The initial discovery of the sculptures in 1957 was by civil engineers building the coastal road just above the site, and there was an interval of disturbance to the site before it began to be excavated under proper archaeological direction, which has left the exact original location of some large fragments regrettably imprecise, allowing for prolonged arguments over which pieces belong to which group, and where the groups originally were, which have gradually been resolved as smaller pieces, recorded more professionally, are married up in the continuing process of reconstruction. In August 1957 Giulio Iacopi, an archaeologist at the Museo Nazionale Romano finally got permission to lead excavations and used the opportunity to further explore.
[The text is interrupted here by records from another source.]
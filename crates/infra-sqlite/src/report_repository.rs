// SQLite ReportRepository Implementation

use async_trait::async_trait;
use sqlx::SqlitePool;

use exportd_core::domain::{
    DateRangePreset, ExportFormat, ExportMode, Report, ReportId, Schedule,
};
use exportd_core::error::{AppError, Result};
use exportd_core::port::ReportRepository;

use crate::map_sqlx_error;

pub struct SqliteReportRepository {
    pool: SqlitePool,
}

impl SqliteReportRepository {
    pub fn new(pool: SqlitePool) -> Self {
        Self { pool }
    }
}

#[async_trait]
impl ReportRepository for SqliteReportRepository {
    async fn insert(&self, report: &Report) -> Result<()> {
        sqlx::query(
            r#"
            INSERT INTO reports (
                id, name, slug, data_source, entity_ids, site_id,
                date_range, range_start, range_end, fields,
                format, mode, schedule,
                last_generated_at, next_scheduled_at,
                enabled, sort_order, created_at, updated_at
            ) VALUES (?, ?, ?, ?, ?, ?, ?, ?, ?, ?, ?, ?, ?, ?, ?, ?, ?, ?, ?)
            "#,
        )
        .bind(&report.id)
        .bind(&report.name)
        .bind(&report.slug)
        .bind(&report.data_source)
        .bind(to_json_list(&report.entity_ids)?)
        .bind(&report.site_id)
        .bind(report.date_range.as_str())
        .bind(report.range_start)
        .bind(report.range_end)
        .bind(to_json_list(&report.fields)?)
        .bind(report.format.as_str())
        .bind(report.mode.as_str())
        .bind(report.schedule.as_str())
        .bind(report.last_generated_at)
        .bind(report.next_scheduled_at)
        .bind(if report.enabled { 1 } else { 0 })
        .bind(report.sort_order)
        .bind(report.created_at)
        .bind(report.updated_at)
        .execute(&self.pool)
        .await
        .map_err(map_sqlx_error)?;

        Ok(())
    }

    async fn update(&self, report: &Report) -> Result<()> {
        let result = sqlx::query(
            r#"
            UPDATE reports
            SET name = ?, slug = ?, data_source = ?, entity_ids = ?, site_id = ?,
                date_range = ?, range_start = ?, range_end = ?, fields = ?,
                format = ?, mode = ?, schedule = ?,
                last_generated_at = ?, next_scheduled_at = ?,
                enabled = ?, sort_order = ?, updated_at = ?
            WHERE id = ?
            "#,
        )
        .bind(&report.name)
        .bind(&report.slug)
        .bind(&report.data_source)
        .bind(to_json_list(&report.entity_ids)?)
        .bind(&report.site_id)
        .bind(report.date_range.as_str())
        .bind(report.range_start)
        .bind(report.range_end)
        .bind(to_json_list(&report.fields)?)
        .bind(report.format.as_str())
        .bind(report.mode.as_str())
        .bind(report.schedule.as_str())
        .bind(report.last_generated_at)
        .bind(report.next_scheduled_at)
        .bind(if report.enabled { 1 } else { 0 })
        .bind(report.sort_order)
        .bind(report.updated_at)
        .bind(&report.id)
        .execute(&self.pool)
        .await
        .map_err(map_sqlx_error)?;

        if result.rows_affected() == 0 {
            return Err(AppError::NotFound(format!("report {}", report.id)));
        }
        Ok(())
    }

    async fn find_by_id(&self, id: &ReportId) -> Result<Option<Report>> {
        let row = sqlx::query_as::<_, ReportRow>("SELECT * FROM reports WHERE id = ?")
            .bind(id)
            .fetch_optional(&self.pool)
            .await
            .map_err(map_sqlx_error)?;

        Ok(row.map(|r| r.into_report()))
    }

    async fn find_by_slug(&self, slug: &str) -> Result<Option<Report>> {
        let row = sqlx::query_as::<_, ReportRow>("SELECT * FROM reports WHERE slug = ?")
            .bind(slug)
            .fetch_optional(&self.pool)
            .await
            .map_err(map_sqlx_error)?;

        Ok(row.map(|r| r.into_report()))
    }

    async fn list(&self) -> Result<Vec<Report>> {
        let rows: Vec<ReportRow> = sqlx::query_as(
            "SELECT * FROM reports ORDER BY sort_order ASC, created_at ASC, id ASC",
        )
        .fetch_all(&self.pool)
        .await
        .map_err(map_sqlx_error)?;

        Ok(rows.into_iter().map(|r| r.into_report()).collect())
    }

    async fn find_due(&self, now_millis: i64) -> Result<Vec<Report>> {
        // Stable order: due reports are always processed in display order
        let rows: Vec<ReportRow> = sqlx::query_as(
            r#"
            SELECT * FROM reports
            WHERE enabled = 1
              AND schedule != 'disabled'
              AND next_scheduled_at IS NOT NULL
              AND next_scheduled_at <= ?
            ORDER BY sort_order ASC, created_at ASC, id ASC
            "#,
        )
        .bind(now_millis)
        .fetch_all(&self.pool)
        .await
        .map_err(map_sqlx_error)?;

        Ok(rows.into_iter().map(|r| r.into_report()).collect())
    }

    async fn set_schedule_state(
        &self,
        id: &ReportId,
        last_generated_at: i64,
        next_scheduled_at: Option<i64>,
    ) -> Result<()> {
        let result = sqlx::query(
            "UPDATE reports SET last_generated_at = ?, next_scheduled_at = ? WHERE id = ?",
        )
        .bind(last_generated_at)
        .bind(next_scheduled_at)
        .bind(id)
        .execute(&self.pool)
        .await
        .map_err(map_sqlx_error)?;

        if result.rows_affected() == 0 {
            return Err(AppError::NotFound(format!("report {}", id)));
        }
        Ok(())
    }

    async fn delete(&self, id: &ReportId) -> Result<()> {
        sqlx::query("DELETE FROM reports WHERE id = ?")
            .bind(id)
            .execute(&self.pool)
            .await
            .map_err(map_sqlx_error)?;

        Ok(())
    }
}

fn to_json_list(items: &[String]) -> Result<String> {
    Ok(serde_json::to_string(items)?)
}

fn from_json_list(json: &str) -> Vec<String> {
    serde_json::from_str(json).unwrap_or_default()
}

/// SQLite row representation
#[derive(Debug, sqlx::FromRow)]
struct ReportRow {
    id: String,
    name: String,
    slug: String,
    data_source: String,
    entity_ids: String,
    site_id: Option<String>,
    date_range: String,
    range_start: Option<i64>,
    range_end: Option<i64>,
    fields: String,
    format: String,
    mode: String,
    schedule: String,
    last_generated_at: Option<i64>,
    next_scheduled_at: Option<i64>,
    enabled: i64, // SQLite boolean as integer
    sort_order: i32,
    created_at: i64,
    updated_at: i64,
}

impl ReportRow {
    fn into_report(self) -> Report {
        Report {
            id: self.id,
            name: self.name,
            slug: self.slug,
            data_source: self.data_source,
            entity_ids: from_json_list(&self.entity_ids),
            site_id: self.site_id,
            date_range: DateRangePreset::parse(&self.date_range),
            range_start: self.range_start,
            range_end: self.range_end,
            fields: from_json_list(&self.fields),
            // Default fallbacks for rows written by a newer schema
            format: ExportFormat::parse(&self.format).unwrap_or(ExportFormat::Csv),
            mode: ExportMode::parse(&self.mode).unwrap_or(ExportMode::Separate),
            schedule: Schedule::parse(&self.schedule).unwrap_or(Schedule::Disabled),
            last_generated_at: self.last_generated_at,
            next_scheduled_at: self.next_scheduled_at,
            enabled: self.enabled != 0,
            sort_order: self.sort_order,
            created_at: self.created_at,
            updated_at: self.updated_at,
        }
    }
}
The four Odysseus groups show the different sides of his complex character, both good and bad: "all in all, the synthesis looks to be literary and Alexandrian, with its exaggeration of the hero's chameleon-like personality and its emphasis, over and above what is in Homer, upon the two extremes of his personality—his courage and his perfidy".

===Pasquino group===
"Pasquino group" is the name given to a sculptural group in Hellenistic style depicting a warrior supporting the dead body of a comrade, from the fragmentary but well known sculpture nicknamed the Pasquino still erected on a street in Rome. Though it shows some differences to other versions, the Sperlonga group are sufficiently close to be regarded as adaptations of the same original if, as most assume, Sperlonga is not the prime version of the composition, though it is the earliest to survive.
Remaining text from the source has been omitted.